公開日時 2012/09/07 06:00

 喘息患者では小気道の閉塞が気管支過敏性(BHR)と関連し、閉塞の度合いが高いほど、より重篤なBHRを呈する可能性が明らかになった。9月1から5日までオーストリア・ウィーンで開催されている欧州呼吸器学会(ERS)のオーラルセッションで、オランダ、University Medical Center GroningenのEef Telenga氏が2日に報告した。Eef Telenga氏


BHRは、非アレルギー性刺激物への暴露後に気道が収縮する状態で、喘息の顕著な特徴であり、転帰のマーカーである。気道炎症や気道壁の肥厚などと関連性があり、小気道閉塞のある小児や軽症の成人喘息患者にしばしば発現するが、BHRの重症度と小気道閉塞との関連性については不明である。
研究グループは、小気道閉塞を伴う喘息患者が、重症度の高いBHRを有するかどうか、また大気道閉塞とは無関係に、小気道閉塞とBHRの重症度が関連しているのかどうかを、軽症から中等症の喘息患者116例を対象に検討した。

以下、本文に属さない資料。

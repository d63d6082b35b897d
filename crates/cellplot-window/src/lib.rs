// File: crates/cellplot-window/src/lib.rs
// Summary: Shows rendered charts in a window via RGBA blit (CPU) using winit + softbuffer.
// Keys: Right/Space next chart, Left previous, Escape closes.

use std::num::NonZeroU32;

use anyhow::{anyhow, Context, Result};
use cellplot_core::RenderedChart;
use log::debug;
use winit::dpi::{LogicalSize, PhysicalSize};
use winit::event::{ElementState, Event, KeyboardInput, VirtualKeyCode, WindowEvent};
use winit::event_loop::{ControlFlow, EventLoop};
use winit::platform::run_return::EventLoopExtRunReturn;
use winit::window::{Window, WindowBuilder};

/// Take ownership of `charts` and show them one at a time until the window closes.
/// Returns immediately for an empty list.
pub fn show(mut charts: Vec<RenderedChart>) -> Result<()> {
    if charts.is_empty() {
        return Ok(());
    }

    let mut event_loop = EventLoop::new();
    let (w0, h0) = charts[0].size();
    let window = WindowBuilder::new()
        .with_title(window_title(&charts, 0))
        .with_inner_size(LogicalSize::new(w0 as f64, h0 as f64))
        .build(&event_loop)
        .context("build window")?;

    let context = unsafe { softbuffer::Context::new(&window) }.map_err(|e| anyhow!("softbuffer context: {e}"))?;
    let mut surface =
        unsafe { softbuffer::Surface::new(&context, &window) }.map_err(|e| anyhow!("softbuffer surface: {e}"))?;

    let mut idx = 0usize;
    let mut failure: Option<anyhow::Error> = None;

    event_loop.run_return(|event, _, cf| {
        *cf = ControlFlow::Wait;
        match event {
            Event::WindowEvent { event, window_id: _ } => match event {
                WindowEvent::CloseRequested => *cf = ControlFlow::Exit,
                WindowEvent::Resized(_) => window.request_redraw(),
                WindowEvent::KeyboardInput {
                    input: KeyboardInput { state: ElementState::Pressed, virtual_keycode: Some(key), .. },
                    ..
                } => {
                    let next = match key {
                        VirtualKeyCode::Escape => {
                            *cf = ControlFlow::Exit;
                            return;
                        }
                        VirtualKeyCode::Right | VirtualKeyCode::Space => step(idx, charts.len(), 1),
                        VirtualKeyCode::Left => step(idx, charts.len(), -1),
                        _ => return,
                    };
                    if next != idx {
                        idx = next;
                        switch_to(&window, &charts, idx);
                    }
                }
                _ => {}
            },
            Event::RedrawRequested(_) => {
                if let Err(e) = present(&mut surface, window.inner_size(), &mut charts[idx]) {
                    failure = Some(e);
                    *cf = ControlFlow::Exit;
                }
            }
            _ => {}
        }
    });

    match failure {
        Some(e) => Err(e),
        None => Ok(()),
    }
}

fn switch_to(window: &Window, charts: &[RenderedChart], idx: usize) {
    debug!("showing chart {}/{}", idx + 1, charts.len());
    window.set_title(&window_title(charts, idx));
    window.request_redraw();
}

fn window_title(charts: &[RenderedChart], idx: usize) -> String {
    let name = charts[idx].title().unwrap_or("chart");
    if charts.len() > 1 {
        format!("cellplot: {name} ({}/{})", idx + 1, charts.len())
    } else {
        format!("cellplot: {name}")
    }
}

/// Wrapping index step over `len` charts.
fn step(idx: usize, len: usize, delta: isize) -> usize {
    if len == 0 {
        return 0;
    }
    (idx as isize + delta).rem_euclid(len as isize) as usize
}

fn present(surface: &mut softbuffer::Surface, size: PhysicalSize<u32>, chart: &mut RenderedChart) -> Result<()> {
    let (w, h) = (size.width.max(1), size.height.max(1));
    let (nw, nh) = (NonZeroU32::new(w).context("zero width")?, NonZeroU32::new(h).context("zero height")?);
    surface.resize(nw, nh).map_err(|e| anyhow!("resize surface: {e}"))?;

    chart.set_size(w as i32, h as i32);
    let (rgba, _, _, _) = chart.to_rgba8()?;

    let mut frame = surface.buffer_mut().map_err(|e| anyhow!("frame buffer: {e}"))?;
    for (dst, px) in frame.iter_mut().zip(rgba.chunks_exact(4)) {
        *dst = pack_rgb(px);
    }
    frame.present().map_err(|e| anyhow!("present: {e}"))?;
    Ok(())
}

/// softbuffer pixel: 0x00RRGGBB.
fn pack_rgb(px: &[u8]) -> u32 {
    ((px[0] as u32) << 16) | ((px[1] as u32) << 8) | px[2] as u32
}

#[cfg(test)]
mod tests {
    use super::*;

    #[test]
    fn step_wraps_both_ways() {
        assert_eq!(step(0, 3, 1), 1);
        assert_eq!(step(2, 3, 1), 0);
        assert_eq!(step(0, 3, -1), 2);
        assert_eq!(step(0, 1, 1), 0);
    }

    #[test]
    fn packs_rgba_into_xrgb() {
        assert_eq!(pack_rgb(&[0x1f, 0x77, 0xb4, 0xff]), 0x001f_77b4);
    }

    #[test]
    fn empty_list_returns_without_window() {
        assert!(show(Vec::new()).is_ok());
    }
}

全被験者においてスパイロメトリーで1秒量(FEV1)と努力肺活量(FVC)、MEF50を測定すると伴に、BHR検査によりPD20ヒスタミンを調べた。小気道閉塞は、MEF50が正常下限(LLN)以下(MEF50≤LLN)と定義した。
MEF50>LLNの被験者とMEF50≤LLNの被験者とで、ベースラインの患者特性を比較した結果、ICSの使用率がMEF50≤LLN群で有意に高かったが(MEF50>LLN群68% vs MEF50≤LLN群89%、p=0.02)、その他の項目では群間差はなかった(年齢45歳 vs 47歳、p=0.37、男性34.6% vs 40.0%、p=0.58、喫煙量2.0パック年vs 4.0パック年、p=0.24、BMI 26kg./㎡ vs 27 kg./㎡、p=0.55)。


一方、スパイロメトリーの各指標では、MEF50≤LLN群はMEF50>LLN群と比べて、%1秒量(%FEV1)と一秒率(FEV1/FVC%)が有意に低く(%FEV1: MEF50>LLN群109 vs MEF50≤LLN群84、p<0.01、FEV1/FVC%: MEF50>LLN群80 vs MEF50≤LLN群 68、p<0.01)、可逆性%予測値は有意に高かった(MEF50>LLN群4.1 vs MEF50≤LLN群8.6、p<0.01)。


さらにBHR検査では、BHRを伴う割合がMEF50>LLN群で74%だったのに対し、MEF50≤LLN群は97%(p<0.01)とMEF50≤LLN群で有意に高く、PD20は0.6 mgに対して0.2mgと有意に低いことがわかった(p<0.01)。


MEF50は近位の気道閉塞によっても低下するため、MEF50がPD20の予測指標とみなされるかどうかを、FEV1と年齢、性別、身長、ICS使用といった共変量を含めた重回帰分析で検証したところ、MEF50がPD20の有意な予測指標であることも示された。


これらの結果からTelenga氏は、小気道閉塞を伴う喘息はBHRを併発する割合が高頻度で、BHRの重症度が高かったとまとめた。またBHRを伴う喘息では、小気道閉塞の度合いが高いほど、より重篤なBHRを示し、この関連性は大気道閉塞とは無関係であったと結論した。